Records for the task Start Marker
// SPDX-License-Identifier: Apache-2.0

//! Shared types for the federation layer.

use serde::{Deserialize, Serialize};

use fdw_core::{BridgeContext, ColumnDescriptor, ForeignTable, ServerDescriptor, UserMapping};
use fdw_sql::SqlContext;

use crate::engine::SessionHandle;

/// A foreign table resolved together with its server and user mapping.
#[derive(Debug, Clone)]
pub struct ForeignRelation {
    pub server: ServerDescriptor,
    pub user: UserMapping,
    pub table: ForeignTable,
}

impl ForeignRelation {
    pub fn new(server: ServerDescriptor, user: UserMapping, table: ForeignTable) -> Self {
        Self {
            server,
            user,
            table,
        }
    }

    /// Dialect view of the table for a session's remote version.
    pub fn sql_context(&self, session: &SessionHandle) -> SqlContext<'_> {
        SqlContext::new(&self.table, &self.server, session.version)
    }

    pub fn bridge(&self, session: &SessionHandle, local_zone: chrono::FixedOffset) -> BridgeContext {
        BridgeContext::new(&self.server.options, session.version).with_zones(session.session_zone, local_zone)
    }

    pub fn column(&self, index: usize) -> Option<&ColumnDescriptor> {
        self.table.columns.get(index)
    }
}

/// Lifecycle of a foreign scan
#[derive(Debug, Clone, Copy, PartialEq, Eq, Serialize, Deserialize)]
#[serde(rename_all = "snake_case")]
pub enum ScanState {
    Unopened,
    Compiling,
    Executing,
    Fetching,
    Rescanning,
    Closed,
}

/// Local sub-transaction nesting level of the calling statement (1 = top).
pub type NestLevel = u32;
Records for the task End Marker
Brief
All entries are to be copied exactly as they read.

Problem solution
// SPDX-License-Identifier: Apache-2.0

//! Shared types for the federation layer.

use serde::{Deserialize, Serialize};

use fdw_core::{BridgeContext, ColumnDescriptor, ForeignTable, ServerDescriptor, UserMapping};
use fdw_sql::SqlContext;

use crate::engine::SessionHandle;

/// A foreign table resolved together with its server and user mapping.
#[derive(Debug, Clone)]
pub struct ForeignRelation {
    pub server: ServerDescriptor,
    pub user: UserMapping,
    pub table: ForeignTable,
}

impl ForeignRelation {
    pub fn new(server: ServerDescriptor, user: UserMapping, table: ForeignTable) -> Self {
        Self {
            server,
            user,
            table,
        }
    }

    /// Dialect view of the table for a session's remote version.
    pub fn sql_context(&self, session: &SessionHandle) -> SqlContext<'_> {
        SqlContext::new(&self.table, &self.server, session.version)
    }

    pub fn bridge(&self, session: &SessionHandle, local_zone: chrono::FixedOffset) -> BridgeContext {
        BridgeContext::new(&self.server.options, session.version).with_zones(session.session_zone, local_zone)
    }

    pub fn column(&self, index: usize) -> Option<&ColumnDescriptor> {
        self.table.columns.get(index)
    }
}

/// Lifecycle of a foreign scan
#[derive(Debug, Clone, Copy, PartialEq, Eq, Serialize, Deserialize)]
#[serde(rename_all = "snake_case")]
pub enum ScanState {
    Unopened,
    Compiling,
    Executing,
    Fetching,
    Rescanning,
    Closed,
}

/// Local sub-transaction nesting level of the calling statement (1 = top).
pub type NestLevel = u32;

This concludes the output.